_Stored data_.
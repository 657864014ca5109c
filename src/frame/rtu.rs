//! RTU framing: `address(1) | PDU(n) | CRC-lo(1) | CRC-hi(1)`.
//!
//! The CRC covers the address byte and the PDU. Address 0 is the broadcast
//! address: every slave consumes a broadcast frame, but none reply.

use crate::buffer::FrameBuffer;
use crate::crc::{calculate_crc16, verify_crc16};
use crate::{ErrorInfo, Result};

pub const BROADCAST_ADDRESS: u8 = 0;

/// Minimum valid RTU frame length: address + function code + 2 CRC bytes.
pub const MIN_FRAME_LEN: usize = 4;
/// Maximum valid RTU frame length: 1 address + 253 PDU + 2 CRC.
pub const MAX_FRAME_LEN: usize = 256;

/// Validate and split an RTU frame into its address byte and PDU slice.
///
/// Checks length bounds and the trailing CRC; does not interpret the PDU.
pub fn parse(frame: &[u8]) -> Result<(u8, &[u8])> {
    if frame.len() < MIN_FRAME_LEN || frame.len() > MAX_FRAME_LEN {
        return Err(ErrorInfo::bad_frame());
    }
    if !verify_crc16(frame) {
        #[cfg(feature = "log")]
        log::debug!("rtu frame failed crc check, len={}", frame.len());
        return Err(ErrorInfo::bad_crc());
    }
    let pdu_end = frame.len() - 2;
    Ok((frame[0], &frame[1..pdu_end]))
}

/// Write the address byte and trailing CRC into a frame buffer whose PDU is
/// already populated, and return the finished RTU frame.
pub fn finalize<B: AsRef<[u8]> + AsMut<[u8]>>(buf: &mut FrameBuffer<B>, address: u8) -> &[u8] {
    let pdu_len = buf.pdu_len();
    buf.prefix_mut()[crate::buffer::PREFIX_PAD - 1] = address;
    let crc = {
        // CRC covers address + PDU, which are contiguous in rtu_frame() minus
        // the trailing CRC bytes themselves.
        let frame = buf.rtu_frame();
        calculate_crc16(&frame[..1 + pdu_len])
    };
    buf.suffix_mut()[..2].copy_from_slice(&crc.to_le_bytes());
    buf.rtu_frame()
}

#[cfg(test)]
mod tests {
    use super::*;
    use crate::buffer::{BufferPurpose, FrameAllocator, StaticAllocator};

    #[test]
    fn parse_rejects_short_frame() {
        assert_eq!(parse(&[1, 2, 3]).unwrap_err(), ErrorInfo::bad_frame());
    }

    #[test]
    fn parse_rejects_bad_crc() {
        let frame = [0x11, 0x03, 0x00, 0x6B, 0x00, 0x03, 0x00, 0x00];
        assert_eq!(parse(&frame).unwrap_err(), ErrorInfo::bad_crc());
    }

    #[test]
    fn parse_accepts_valid_frame() {
        let frame = [0x11, 0x03, 0x00, 0x6B, 0x00, 0x03, 0x76, 0x87];
        let (address, pdu) = parse(&frame).unwrap();
        assert_eq!(address, 0x11);
        assert_eq!(pdu, [0x03, 0x00, 0x6B, 0x00, 0x03]);
    }

    #[test]
    fn finalize_matches_known_vector() {
        // read holding registers, start=1, count=2, address=7
        let mut alloc = StaticAllocator::<16>::new();
        let mut buf = alloc.allocate(BufferPurpose::Request, 5).unwrap();
        buf.pdu_mut().copy_from_slice(&[0x03, 0x00, 0x01, 0x00, 0x02]);
        let frame = finalize(&mut buf, 7);
        assert_eq!(frame, [0x07, 0x03, 0x00, 0x01, 0x00, 0x02, 0x95, 0x59]);
    }
}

_Exercise instructions_.
What is needed is a word-for-word copy of the records.

_Result_.
repository 657864014ca5109c
filename src/frame/rtu.rs
//! RTU framing: `address(1) | PDU(n) | CRC-lo(1) | CRC-hi(1)`.
//!
//! The CRC covers the address byte and the PDU. Address 0 is the broadcast
//! address: every slave consumes a broadcast frame, but none reply.

use crate::buffer::FrameBuffer;
use crate::crc::{calculate_crc16, verify_crc16};
use crate::{ErrorInfo, Result};

pub const BROADCAST_ADDRESS: u8 = 0;

/// Minimum valid RTU frame length: address + function code + 2 CRC bytes.
pub const MIN_FRAME_LEN: usize = 4;
/// Maximum valid RTU frame length: 1 address + 253 PDU + 2 CRC.
pub const MAX_FRAME_LEN: usize = 256;

/// Validate and split an RTU frame into its address byte and PDU slice.
///
/// Checks length bounds and the trailing CRC; does not interpret the PDU.
pub fn parse(frame: &[u8]) -> Result<(u8, &[u8])> {
    if frame.len() < MIN_FRAME_LEN || frame.len() > MAX_FRAME_LEN {
        return Err(ErrorInfo::bad_frame());
    }
    if !verify_crc16(frame) {
        #[cfg(feature = "log")]
        log::debug!("rtu frame failed crc check, len={}", frame.len());
        return Err(ErrorInfo::bad_crc());
    }
    let pdu_end = frame.len() - 2;
    Ok((frame[0], &frame[1..pdu_end]))
}

/// Write the address byte and trailing CRC into a frame buffer whose PDU is
/// already populated, and return the finished RTU frame.
pub fn finalize<B: AsRef<[u8]> + AsMut<[u8]>>(buf: &mut FrameBuffer<B>, address: u8) -> &[u8] {
    let pdu_len = buf.pdu_len();
    buf.prefix_mut()[crate::buffer::PREFIX_PAD - 1] = address;
    let crc = {
        // CRC covers address + PDU, which are contiguous in rtu_frame() minus
        // the trailing CRC bytes themselves.
        let frame = buf.rtu_frame();
        calculate_crc16(&frame[..1 + pdu_len])
    };
    buf.suffix_mut()[..2].copy_from_slice(&crc.to_le_bytes());
    buf.rtu_frame()
}

#[cfg(test)]
mod tests {
    use super::*;
    use crate::buffer::{BufferPurpose, FrameAllocator, StaticAllocator};

    #[test]
    fn parse_rejects_short_frame() {
        assert_eq!(parse(&[1, 2, 3]).unwrap_err(), ErrorInfo::bad_frame());
    }

    #[test]
    fn parse_rejects_bad_crc() {
        let frame = [0x11, 0x03, 0x00, 0x6B, 0x00, 0x03, 0x00, 0x00];
        assert_eq!(parse(&frame).unwrap_err(), ErrorInfo::bad_crc());
    }

    #[test]
    fn parse_accepts_valid_frame() {
        let frame = [0x11, 0x03, 0x00, 0x6B, 0x00, 0x03, 0x76, 0x87];
        let (address, pdu) = parse(&frame).unwrap();
        assert_eq!(address, 0x11);
        assert_eq!(pdu, [0x03, 0x00, 0x6B, 0x00, 0x03]);
    }

    #[test]
    fn finalize_matches_known_vector() {
        // read holding registers, start=1, count=2, address=7
        let mut alloc = StaticAllocator::<16>::new();
        let mut buf = alloc.allocate(BufferPurpose::Request, 5).unwrap();
        buf.pdu_mut().copy_from_slice(&[0x03, 0x00, 0x01, 0x00, 0x02]);
        let frame = finalize(&mut buf, 7);
        assert_eq!(frame, [0x07, 0x03, 0x00, 0x01, 0x00, 0x02, 0x95, 0x59]);
    }
}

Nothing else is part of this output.